来源:水电十二局 作者:何霞 时间:2020-06-24 字体:[ ]

母亲是傍晚七点多的时候给我发的视频。我握着手机从房间有到书房,心突突的觉得不安。母亲很少在这个时间给我打电话的,一般这个时候她还在做晚饭或者在吃晚饭。

心里百转千回,轻轻接通了视频。视频里,母亲一个人,面容有些悲戚。她问我是否下班了,吃饭了,在做什么。我都回答了她,同时也问她。她说饭做好了,等父亲回来吃饭。顿了一下,她又跟我说,父亲干活的时候被石头划伤了脸,现在在医院挂水。我心里一紧,连忙问她详细情况。只是她也不是很清楚。她说是跟父亲一起干活的大哥告诉她的。
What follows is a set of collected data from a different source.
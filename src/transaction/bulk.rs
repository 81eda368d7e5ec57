//! Editing many transactions in one request.

use std::sync::{Arc, Mutex};

use axum::extract::{FromRef, State};
use rusqlite::Connection;
use serde::{Deserialize, Serialize};
use time::Date;

use crate::{
    ApiResponse, AppState, Error,
    database_id::{CostTypeId, TransactionId},
    extract::Json,
    transaction::{
        DateRange, Transaction,
        core::{
            TRANSACTION_COLUMNS, add_transaction_cost_types, get_transaction,
            query_transactions_with_cost_types, set_transaction_cost_types, set_transaction_name,
        },
    },
};

/// The state needed for editing many transactions at once.
#[derive(Debug, Clone)]
pub struct BulkEditState {
    pub db_connection: Arc<Mutex<Connection>>,
}

impl FromRef<AppState> for BulkEditState {
    fn from_ref(state: &AppState) -> Self {
        Self {
            db_connection: state.db_connection.clone(),
        }
    }
}

/// The change applied to every selected transaction.
#[derive(Debug, Clone, PartialEq, Serialize, Deserialize)]
#[serde(rename_all = "snake_case")]
pub enum BulkChange {
    /// Replace the cost types.
    CostTypes(Vec<CostTypeId>),
    /// Rename.
    Name(String),
}

#[derive(Debug, Clone, Serialize, Deserialize)]
pub struct BulkEditData {
    pub transaction_ids: Vec<TransactionId>,
    pub change: BulkChange,
}

/// Request body for adding cost types to transactions by keyword.
#[derive(Debug, Clone, Serialize, Deserialize)]
pub struct ApplyCostTypesData {
    /// Matched case-insensitively against transaction descriptions.
    pub keywords: Vec<String>,
    #[serde(default)]
    pub start_date: Option<Date>,
    #[serde(default)]
    pub end_date: Option<Date>,
    pub cost_type_ids: Vec<CostTypeId>,
}

/// Apply `change` to each transaction in `transaction_ids`.
///
/// Stops at the first transaction that cannot be changed, so pass in a
/// transaction for `connection` to make the edit all or nothing.
///
/// # Errors
///
/// Returns [Error::EmptyBulkSelection] if no transactions are selected,
/// [Error::EmptyCostTypeSelection] or [Error::EmptyTransactionName] if the
/// change is empty, or [Error::TransactionNotFound] if an ID is unknown.
pub fn bulk_edit_transactions(
    transaction_ids: &[TransactionId],
    change: &BulkChange,
    connection: &Connection,
) -> Result<Vec<Transaction>, Error> {
    if transaction_ids.is_empty() {
        return Err(Error::EmptyBulkSelection);
    }

    match change {
        BulkChange::CostTypes(cost_type_ids) if cost_type_ids.is_empty() => {
            return Err(Error::EmptyCostTypeSelection);
        }
        BulkChange::Name(name) if name.trim().is_empty() => {
            return Err(Error::EmptyTransactionName);
        }
        _ => {}
    }

    let mut transaction_ids = transaction_ids.to_vec();
    transaction_ids.sort_unstable();
    transaction_ids.dedup();

    transaction_ids
        .into_iter()
        .map(|id| {
            match change {
                BulkChange::CostTypes(cost_type_ids) => {
                    set_transaction_cost_types(id, cost_type_ids, connection)?
                }
                BulkChange::Name(name) => set_transaction_name(id, name, connection)?,
            }

            get_transaction(id, connection)
        })
        .collect()
}

/// Add cost types to every transaction whose description contains one of `keywords`.
///
/// Only transactions dated within the optional start and end dates are
/// changed. Cost types a transaction already has are kept.
///
/// **Note**: If you want transactional integrity (all or nothing), pass in a
/// transaction for `connection`.
///
/// # Errors
///
/// Returns [Error::EmptyCostTypeSelection] if no cost types are given,
/// [Error::InvalidDateRange] if the start date is after the end date, or
/// [Error::CostTypeNotFound] if a cost type ID is unknown.
pub fn apply_cost_types_by_keyword(
    data: &ApplyCostTypesData,
    connection: &Connection,
) -> Result<Vec<Transaction>, Error> {
    if data.cost_type_ids.is_empty() {
        return Err(Error::EmptyCostTypeSelection);
    }

    if let (Some(start), Some(end)) = (data.start_date, data.end_date) {
        DateRange::new(start, end)?;
    }

    let keywords: Vec<String> = data
        .keywords
        .iter()
        .map(|keyword| keyword.trim().to_lowercase())
        .filter(|keyword| !keyword.is_empty())
        .collect();
    if keywords.is_empty() {
        return Ok(Vec::new());
    }

    let candidates = query_transactions_with_cost_types(
        &format!(
            "SELECT {TRANSACTION_COLUMNS} FROM \"transaction\" t
            WHERE (?1 IS NULL OR t.date >= ?1) AND (?2 IS NULL OR t.date <= ?2)
            ORDER BY t.date ASC, t.id ASC"
        ),
        (data.start_date, data.end_date),
        connection,
    )?;

    candidates
        .into_iter()
        .filter(|transaction| {
            let description = transaction.description.to_lowercase();
            keywords
                .iter()
                .any(|keyword| description.contains(keyword.as_str()))
        })
        .map(|transaction| {
            add_transaction_cost_types(transaction.id, &data.cost_type_ids, connection)?;
            get_transaction(transaction.id, connection)
        })
        .collect()
}

/// Apply one change to many transactions, all or nothing.
pub async fn bulk_edit_endpoint(
    State(state): State<BulkEditState>,
    Json(data): Json<BulkEditData>,
) -> Result<ApiResponse<Vec<Transaction>>, Error> {
    let connection = state.db_connection.lock().map_err(|error| {
        tracing::error!("could not acquire database lock: {error}");
        Error::DatabaseLockError
    })?;
    let tx = connection.unchecked_transaction()?;

    let transactions = bulk_edit_transactions(&data.transaction_ids, &data.change, &tx)?;
    tx.commit()?;

    tracing::info!("Bulk edited {} transactions", transactions.len());

    Ok(ApiResponse::success(transactions))
}

/// Add cost types to transactions by keyword, all or nothing.
pub async fn apply_cost_types_endpoint(
    State(state): State<BulkEditState>,
    Json(data): Json<ApplyCostTypesData>,
) -> Result<ApiResponse<Vec<Transaction>>, Error> {
    let connection = state.db_connection.lock().map_err(|error| {
        tracing::error!("could not acquire database lock: {error}");
        Error::DatabaseLockError
    })?;
    let tx = connection.unchecked_transaction()?;

    let transactions = apply_cost_types_by_keyword(&data, &tx)?;
    tx.commit()?;

    tracing::info!("Applied cost types to {} transactions", transactions.len());

    Ok(ApiResponse::success(transactions))
}

#[cfg(test)]
mod bulk_edit_tests {
    use axum::extract::State;
    use serde_json::json;
    use time::macros::date;

    use crate::{
        Error,
        extract::Json,
        cost_type::{CostType, CostTypeName, create_cost_type},
        test_utils::get_test_db_connection,
        transaction::{Transaction, create_transaction, get_transaction},
    };

    use super::{
        ApplyCostTypesData, BulkChange, BulkEditData, BulkEditState, apply_cost_types_endpoint,
        bulk_edit_endpoint,
    };

    fn get_state() -> BulkEditState {
        BulkEditState {
            db_connection: get_test_db_connection(),
        }
    }

    fn seed(state: &BulkEditState, descriptions: &[&str]) -> Vec<Transaction> {
        let connection = state.db_connection.lock().unwrap();
        descriptions
            .iter()
            .map(|description| {
                create_transaction(
                    Transaction::build(10.0, date!(2025 - 04 - 01), "Payee")
                        .description(description),
                    &connection,
                )
                .unwrap()
            })
            .collect()
    }

    fn cost_type(state: &BulkEditState, name: &str) -> CostType {
        let connection = state.db_connection.lock().unwrap();
        create_cost_type(CostTypeName::new_unchecked(name), &connection).unwrap()
    }

    #[test]
    fn change_uses_externally_tagged_json() {
        let change: BulkChange = serde_json::from_value(json!({"cost_types": [1, 2]})).unwrap();
        let rename: BulkChange = serde_json::from_value(json!({"name": "Rent"})).unwrap();

        assert_eq!(change, BulkChange::CostTypes(vec![1, 2]));
        assert_eq!(rename, BulkChange::Name("Rent".to_owned()));
    }

    #[tokio::test]
    async fn replaces_cost_types_of_every_selected_transaction() {
        let state = get_state();
        let transactions = seed(&state, &["a", "b", "c"]);
        let fuel = cost_type(&state, "Fuel");

        let response = bulk_edit_endpoint(
            State(state.clone()),
            Json(BulkEditData {
                transaction_ids: vec![transactions[0].id, transactions[1].id],
                change: BulkChange::CostTypes(vec![fuel.id]),
            }),
        )
        .await
        .unwrap();

        let updated = response.data.unwrap();
        assert_eq!(updated.len(), 2);
        assert!(updated.iter().all(|t| t.cost_types == vec![fuel.clone()]));
        let connection = state.db_connection.lock().unwrap();
        assert!(
            get_transaction(transactions[2].id, &connection)
                .unwrap()
                .cost_types
                .is_empty()
        );
    }

    #[tokio::test]
    async fn renames_selected_transactions() {
        let state = get_state();
        let transactions = seed(&state, &["a", "b"]);

        let response = bulk_edit_endpoint(
            State(state),
            Json(BulkEditData {
                transaction_ids: transactions.iter().map(|t| t.id).collect(),
                change: BulkChange::Name("  Landlord ".to_owned()),
            }),
        )
        .await
        .unwrap();

        let updated = response.data.unwrap();
        assert!(updated.iter().all(|t| t.name == "Landlord"));
        assert!(updated.iter().all(|t| t.update_date.is_some()));
    }

    #[tokio::test]
    async fn missing_transaction_rolls_back_everything() {
        let state = get_state();
        let transactions = seed(&state, &["a"]);

        let result = bulk_edit_endpoint(
            State(state.clone()),
            Json(BulkEditData {
                transaction_ids: vec![transactions[0].id, 999],
                change: BulkChange::Name("Renamed".to_owned()),
            }),
        )
        .await;

        assert_eq!(result.unwrap_err(), Error::TransactionNotFound);
        let connection = state.db_connection.lock().unwrap();
        assert_eq!(
            get_transaction(transactions[0].id, &connection).unwrap().name,
            "Payee"
        );
    }

    #[tokio::test]
    async fn empty_selections_are_rejected() {
        let state = get_state();
        let transactions = seed(&state, &["a"]);

        let no_transactions = bulk_edit_endpoint(
            State(state.clone()),
            Json(BulkEditData {
                transaction_ids: vec![],
                change: BulkChange::Name("x".to_owned()),
            }),
        )
        .await;
        let no_cost_types = bulk_edit_endpoint(
            State(state.clone()),
            Json(BulkEditData {
                transaction_ids: vec![transactions[0].id],
                change: BulkChange::CostTypes(vec![]),
            }),
        )
        .await;
        let blank_name = bulk_edit_endpoint(
            State(state),
            Json(BulkEditData {
                transaction_ids: vec![transactions[0].id],
                change: BulkChange::Name(" ".to_owned()),
            }),
        )
        .await;

        assert_eq!(no_transactions.unwrap_err(), Error::EmptyBulkSelection);
        assert_eq!(no_cost_types.unwrap_err(), Error::EmptyCostTypeSelection);
        assert_eq!(blank_name.unwrap_err(), Error::EmptyTransactionName);
    }

    #[tokio::test]
    async fn applies_cost_types_by_description_keyword() {
        let state = get_state();
        let transactions = seed(&state, &["Z Energy petrol", "PETROL top up", "Groceries"]);
        let fuel = cost_type(&state, "Fuel");
        let travel = cost_type(&state, "Travel");
        {
            let connection = state.db_connection.lock().unwrap();
            crate::transaction::add_transaction_cost_types(
                transactions[0].id,
                &[travel.id],
                &connection,
            )
            .unwrap();
        }

        let response = apply_cost_types_endpoint(
            State(state),
            Json(ApplyCostTypesData {
                keywords: vec!["petrol".to_owned(), "  ".to_owned()],
                start_date: None,
                end_date: None,
                cost_type_ids: vec![fuel.id],
            }),
        )
        .await
        .unwrap();

        let updated = response.data.unwrap();
        assert_eq!(updated.len(), 2);
        assert_eq!(updated[0].cost_types, vec![fuel.clone(), travel]);
        assert_eq!(updated[1].cost_types, vec![fuel]);
    }

    #[tokio::test]
    async fn apply_cost_types_respects_date_range() {
        let state = get_state();
        seed(&state, &["petrol"]);
        let fuel = cost_type(&state, "Fuel");

        let outside = apply_cost_types_endpoint(
            State(state.clone()),
            Json(ApplyCostTypesData {
                keywords: vec!["petrol".to_owned()],
                start_date: Some(date!(2025 - 05 - 01)),
                end_date: None,
                cost_type_ids: vec![fuel.id],
            }),
        )
        .await
        .unwrap();
        let reversed = apply_cost_types_endpoint(
            State(state),
            Json(ApplyCostTypesData {
                keywords: vec!["petrol".to_owned()],
                start_date: Some(date!(2025 - 05 - 01)),
                end_date: Some(date!(2025 - 04 - 01)),
                cost_type_ids: vec![fuel.id],
            }),
        )
        .await;

        assert_eq!(outside.data.unwrap().len(), 0);
        assert!(matches!(reversed, Err(Error::InvalidDateRange(_, _))));
    }
}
说就一个很小的口子,在医院处理一下就回来了,叫她不要着急。

母亲看着我说她担心得很,想跟我说说。她安慰我不要着急,接着又嘱咐我不要告诉弟弟妹妹。“他们都忙,不要告诉他们,省得他们担心,应该没事的啊!”母亲慢慢说着。我应了,又安慰她。

挂了视频,我给父亲打电话。电话声声响着,仿佛敲击在我心上的鼓点,一声一声,短短的几秒钟,我几乎喘不过气。父亲接了电话,我当做不知道般问他在哪里,在做什么。他回答我,在家了,不做什么,一会就吃饭了。我都要跳起来了,拖着鼻音说“你还说谎唬我呢,刚刚打电话回去了,我都知道了……”

父亲笑了,又低低的不知道跟谁说了一句什么。然后我才知道,是父亲他们一起干活的时候,另一个人使用铁锤,锤柄脱落,铁锤飞出去划伤了他的脸颊。我心里吓坏了,那么大的铁锤砸过去,定是脑震荡了。结果呢,父亲自己也搞不清楚伤在哪里的。一会说眼角下面,又说颧骨那里,也不知道缝了几针。只管说,没事没事,不疼了,躺着头也不晕,一会挂完水就回去了。还很客气地说耽误了陪他去医院的那个人的时间。我叫他要给头部拍个片子看看,要听医生的,回去多休息几天。他自顾说着,知道了知道了,莫急莫急。便结束了通话。

我心里始终担心着,一个晚上辗转难眠,不知道能做点什么,就在网上买了一些营养品寄回去。第二天早上起来,牙龈痛得厉害,腮帮子也肿了起来。这还不能说,不然父亲又要说我经不得事。上午,我给父亲发了视频,看到他脸颊上敷着纱布,他精神挺好。我问他头可痛可晕,他说在家休息着不晕。说真的,我都有点不相信他。问了几句,他才告诉我,如果低头会有点晕。他又说,他会在家养几天的,按时去医院换药。

第三天,我看父亲好很多,我才给弟弟打了电话告诉他这个事情。妹妹一个人在家带着两个孩子,我想来想去还是没有跟她说。我跟弟弟刚说完他就急了,我连忙告诉不能着急上火,不然一会打电话回去又要争起来了。我们姊妹一直不让想父亲出去干那些比较累的活儿。父亲这样,又受伤了,弟弟急起来又要抱怨父亲不听劝。

又过了两天,父亲都好起来了。纱布摘了,头部的片子也正常。妹妹回家了一趟,她告诉我父亲好了,都已经出去干活了。我一边心疼父亲没有多休息几天,一边也安心了很多。我告诉父亲,有事情不要瞒着的,要及时告诉我,不要说谎的。父亲说,知道了知道了,没有唬我的。我笑着,心里却不以为然。从小到大,父亲母亲对我们说的最多都是谎言。忙的时候说不忙,累的时候说不累,受伤的时候说不疼,问他想要什么的时候总是说有,而当需要他的时候他总是说好。到后来我就长大了,长大到我也成了母亲,我也会跟我的孩子说着同样的话。都说“父母心,古今同”,我想着想着便心头酸涩。

单位对面居民楼的外立面在粉刷,脚手架搭在我们单位的院子里。上班的时候看到对面的工人师傅们在干活,阳光下,他们黝黑的脸在安全网后若隐若现。中午下班的时候,看到一个工人就躺下一张短短的木头桌上就睡着了。我心里酸得厉害,又想起了父亲。他以往出门干活的时候是否也是这样,累狠了哪里都可以休息。

我回望一眼,心里默默,他们是谁的儿子,谁的父亲,又是谁的爱人?是否在下班以后,他们洗净一身泥土,也是对着手机那头的亲人说一声“我很好,我不累……”

都说这世间没有什么岁月静好,不过是有人替你负重前行。风雨阳光下,有多少人在说着爱的谎言,把一身的疲惫隐藏于眼角皱纹,假装是岁月里成长的痕迹。